“No more running.”
Those were the words Dr. Madden spoke that brought me to tears. As I sat in the exam room and we discussed my options – cast, boot, surgery, rest, crutches, I found myself so lost in my emotions. He held up my x-ray to the light and showed me the very clear image of my foot and the fibular sesamoid bone that is in two pieces. Then he pulled out the report for the bone scan. I knew all of this before going in to his office, but somehow I had hoped that maybe it wouldn’t be THAT bad.
I sat on that exam table, tears and snot dripping from my face (I am not one of those women who cries cutely) and I asked him the same question every runner asks, “when can I run again?” He, of course, laughed at my question and then explained the recovery process to me.
I will run again one day. I will start back at square one, but I will run again. Running is something I have grown to love. I am a runner. Running is what I do. When life is chaotic – I run. When I am upset – I run. When I am happy – I run. When I need quiet time – I run. The answer is always “go for a run,” no matter what the question is.
So here’s where I realize I have a problem. I was presented tonight with the question, “what is it about NOT running that is so terrible?” And boom! That’s where it hit me – I’ve idolized running. I’ve stopped trusting God for my salvation and I’ve been looking for it on my own through my success in running.
I never thought I could run, but once I started running, I took off and didn’t look back. So when I started having an achey pain in my right foot last August, I ignored it. When I finally went to the doctor they said it was a stress fracture. Then another doctor said it was just my shoes – I liked that answer better, so I bought new shoes and kept running…even though I was still in pain.

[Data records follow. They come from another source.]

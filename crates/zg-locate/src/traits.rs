//! Locator trait definition

use crate::error::LocateResult;
use async_trait::async_trait;
use zg_core::{TermId, TermRecord};

/// Source of term records.
///
/// `Ok(None)` means the term is simply not there; `Err` means the lookup
/// itself broke (unreadable file, catalog down). Implementations must be
/// Send + Sync so the pipeline can fetch several terms at once.
#[async_trait]
pub trait Locator: Send + Sync {
    /// Fetch the record for a term
    async fn fetch(&self, id: &TermId) -> LocateResult<Option<TermRecord>>;

    /// Locator identifier for logging
    fn name(&self) -> &'static str;
}
//! Cross-sink behaviour: every store agrees on what an upsert creates.

use tempfile::TempDir;
use zg_core::{LineageEdge, LineageGraph, TableName, TableRef, TermId, Zone};
use zg_graph::{DuckDbGraphSink, GraphSink, MemoryGraphSink};

fn t(name: &str, zone: Zone) -> TableRef {
    TableRef::new(TableName::new(name), zone)
}

fn graph() -> LineageGraph {
    let mut graph = LineageGraph::new();
    for (src, tgt, term) in [
        (t("origen.pagos", Zone::Origen), t("raw.pagos", Zone::Raw), "ING_PAGOS"),
        (t("raw.pagos", Zone::Raw), t("curado.pagos", Zone::Curado), "CUR_PAGOS"),
        (t("curado.pagos", Zone::Curado), t("datamart_riesgo.pagos", Zone::Datamart), "DM_PAGOS"),
        (
            t("datamart_riesgo.pagos", Zone::Datamart),
            t("datamart_riesgo.pagos_resumen", Zone::Datamart),
            "DM_RESUMEN",
        ),
    ] {
        graph.add_edge(&LineageEdge::new(src, tgt, TermId::new(term)));
    }
    graph
}

fn upsert_twice(sink: &mut dyn GraphSink) -> (usize, usize) {
    let first = sink.upsert(&graph()).unwrap();
    let second = sink.upsert(&graph()).unwrap();
    assert_eq!(second.nodes_created, 0, "{} re-created nodes", sink.name());
    assert_eq!(second.edges_created, 0, "{} re-created edges", sink.name());
    (first.nodes_created, first.edges_created)
}

#[test]
fn test_duckdb_and_memory_agree() {
    let dir = TempDir::new().unwrap();
    let mut duck = DuckDbGraphSink::open(&dir.path().join("graph.duckdb")).unwrap();
    let mut memory = MemoryGraphSink::new();

    assert_eq!(upsert_twice(&mut duck), (5, 4));
    assert_eq!(upsert_twice(&mut memory), (5, 4));
    assert_eq!(duck.edge_count().unwrap(), memory.edge_count());
}

#[test]
fn test_duckdb_store_survives_reopen() {
    let dir = TempDir::new().unwrap();
    let path = dir.path().join("graph.duckdb");

    {
        let mut sink = DuckDbGraphSink::open(&path).unwrap();
        sink.upsert(&graph()).unwrap();
    }

    let mut sink = DuckDbGraphSink::open(&path).unwrap();
    assert_eq!(sink.edge_count().unwrap(), 4);
    let again = sink.upsert(&graph()).unwrap();
    assert_eq!(again.edges_created, 0);
}
//! Pre-parse cleanup of templated and vendor-specific SQL.
//!
//! Flow definitions embed NiFi expression language (`${VAR}`,
//! `${VAR:substring(0,2)}`) and bare `$VAR` variables inside table names.
//! These become `zgvar_<name>` identifiers so the text parses, and
//! [`restore_placeholders`] turns them back into `$<name>` afterwards.

use regex::{Captures, Regex};
use std::sync::OnceLock;

/// Identifier prefix standing in for `$` while parsing.
pub const PLACEHOLDER_PREFIX: &str = "zgvar_";

/// Words that may legitimately precede a placeholder.
const STRUCTURAL_KEYWORDS: &[&str] = &[
    "from", "join", "into", "set", "update", "select", "insert", "on", "table", "by", "values",
    "inner", "outer", "left", "right", "cross", "full", "delete", "create", "alter", "drop",
    "where", "having", "group", "order", "limit", "union", "except", "intersect", "as", "merge",
    "upsert", "using", "and", "or", "not", "in", "between", "like", "is", "case", "when", "then",
    "else", "end",
];

/// Whether `word` is one of the clause keywords above (case-insensitive).
pub(crate) fn is_structural_keyword(word: &str) -> bool {
    STRUCTURAL_KEYWORDS
        .iter()
        .any(|k| k.eq_ignore_ascii_case(word))
}

macro_rules! static_regex {
    ($name:ident, $pattern:expr) => {
        fn $name() -> &'static Regex {
            static RE: OnceLock<Regex> = OnceLock::new();
            RE.get_or_init(|| Regex::new($pattern).expect("valid regex"))
        }
    };
}

static_regex!(block_comment_re, r"(?s)/\*.*?\*/");
static_regex!(line_comment_re, r"(?m)--.*$");
static_regex!(nifi_el_re, r"\$\{([^{}]+)\}");
static_regex!(brace_re, r"[{}]");
static_regex!(insert_statement_re, r"(?i)\$INSERT_STATEMENT");
static_regex!(upsert_re, r"(?i)\bUPSERT\s+INTO\b");
static_regex!(select_top_re, r"(?i)\bSELECT\s+TOP\s+\d+\b");
static_regex!(
    operator_var_re,
    r#"(?i)(\b\w+(?:\.\w+)*)\s+(zgvar_\w+)\s+(CAST\b|SELECT\b|\(|'|"|\d)"#
);
static_regex!(partition_re, r"(?i)\bPARTITION\s*\([^)]*\)");
static_regex!(compute_stats_re, r"(?i)\bCOMPUTE\s+STATS\b[^;]*;?");
static_regex!(invalidate_re, r"(?i)\bINVALIDATE\s+METADATA\b[^;]*;?");
static_regex!(spaced_ge_re, r">\s+=");
static_regex!(spaced_le_re, r"<\s+=");
static_regex!(spaced_ne_re, r"!\s+=");

/// `${ENTORNO:substring(0,2)}` → `zgvar_ENTORNO`
fn el_to_placeholder(caps: &Captures<'_>) -> String {
    let content = &caps[1];
    let var = content
        .split(|c: char| c == ':' || c.is_whitespace())
        .next()
        .unwrap_or("");
    let var: String = var
        .chars()
        .map(|c| if c.is_ascii_alphanumeric() || c == '_' { c } else { '_' })
        .collect();
    format!("{PLACEHOLDER_PREFIX}{var}")
}

/// `col zgvar_filtro CAST(...)` → `col = CAST(...)`
fn fix_operator_vars(sql: &str) -> String {
    operator_var_re()
        .replace_all(sql, |caps: &Captures<'_>| {
            let preceding = &caps[1];
            if is_structural_keyword(preceding) {
                caps[0].to_string()
            } else {
                format!("{} = {}", preceding, &caps[3])
            }
        })
        .into_owned()
}

/// Make a SQL fragment parseable.
///
/// Comments are stripped, NiFi EL and `$VAR` become placeholders (nested EL
/// is resolved inside-out), `UPSERT INTO` becomes `INSERT INTO`, `SELECT TOP n`
/// loses its `TOP n`, placeholders used as operators become `=`, Hive
/// `PARTITION (...)` and Impala `COMPUTE STATS` / `INVALIDATE METADATA` are
/// removed, and spaced comparison operators are collapsed.
pub fn sanitize(sql: &str) -> String {
    let mut s = block_comment_re().replace_all(sql, " ").into_owned();
    s = line_comment_re().replace_all(&s, "").into_owned();

    loop {
        let next = nifi_el_re().replace_all(&s, el_to_placeholder).into_owned();
        if next == s {
            break;
        }
        s = next;
    }
    s = brace_re().replace_all(&s, "").into_owned();

    s = insert_statement_re().replace_all(&s, " ").into_owned();
    s = s.replace('$', PLACEHOLDER_PREFIX);

    s = upsert_re().replace_all(&s, "INSERT INTO").into_owned();
    s = select_top_re().replace_all(&s, "SELECT").into_owned();
    s = fix_operator_vars(&s);
    s = partition_re().replace_all(&s, "").into_owned();
    s = compute_stats_re().replace_all(&s, "").into_owned();
    s = invalidate_re().replace_all(&s, "").into_owned();

    s = spaced_ge_re().replace_all(&s, ">=").into_owned();
    s = spaced_le_re().replace_all(&s, "<=").into_owned();
    spaced_ne_re().replace_all(&s, "!=").into_owned()
}

/// Turn placeholders back into `$name` form (input is expected lower-case).
pub fn restore_placeholders(name: &str) -> String {
    name.replace(PLACEHOLDER_PREFIX, "$")
}

#[cfg(test)]
#[path = "sanitize_test.rs"]
mod tests;
//! zg-graph - Lineage graph persistence for zonegraph
//!
//! Every store implements [`GraphSink`]: an idempotent upsert of a whole
//! [`zg_core::LineageGraph`], plus an explicit wipe.

pub mod cypher;
pub mod duckdb_sink;
pub mod error;
pub mod memory;
mod schema;
pub mod traits;

pub use cypher::CypherScriptSink;
pub use duckdb_sink::DuckDbGraphSink;
pub use error::{GraphError, GraphResult};
pub use memory::MemoryGraphSink;
pub use traits::{GraphSink, UpsertSummary};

Then, as I was training for a half marathon I hurt my left foot. The initial diagnosis was stress fracture. Then it was osteochondritis defect lesion. Now, it’s tendonitis.

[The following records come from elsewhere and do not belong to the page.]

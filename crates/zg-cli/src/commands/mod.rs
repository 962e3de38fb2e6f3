//! CLI command implementations

pub(crate) mod common;
pub(crate) mod extract;
pub(crate) mod run;
pub(crate) mod terms;
pub(crate) mod wipe;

Now that I’m seeing a podiatrist, I’m finally getting accurate care for my feet. It’s hard for me to accept that I cannot run right now and I’m literally grieving the temporary loss of my ability to run. It turns out that achey pain in my right foot from last year is a broken bone. So now, I am having surgery next month to remove my fibular sesamoid bone and 3-4 months after that I will be able to run again.
Running is wonderful. It’s good and healthy and freeing. But just like any other good thing in this world, when it becomes more important than God it is no longer a good thing.
My biggest problem though doesn’t even have anything to do with running. My biggest problem is that I’ve put God on the back seat of my life and let running take the wheel. Now, I look back to the cross.
In church this morning, my pastor said something to the effect of – when I’m having a hard time trusting God, I need to look back at what God has done in my life in the past. Which also reminds me of something a very sweet friend of mine told me about 2 years ago, “look at what God did then. He will do it again.”
I’m thankful for sweet friends, a great small group, an awesome pastor, but mostly for a loving and faithful God who has given me more grace and mercy than I deserve.
I am scared of surgery. I am scared of not running again. I am scared of all the “what ifs”. But what I know is that no matter what, God is in control of it all. He already knows.
Yes, I am currently struggling to trust God because this is not how I want things to go. But in the midst of that struggle, I also know that He is helping me to trust Him more each day.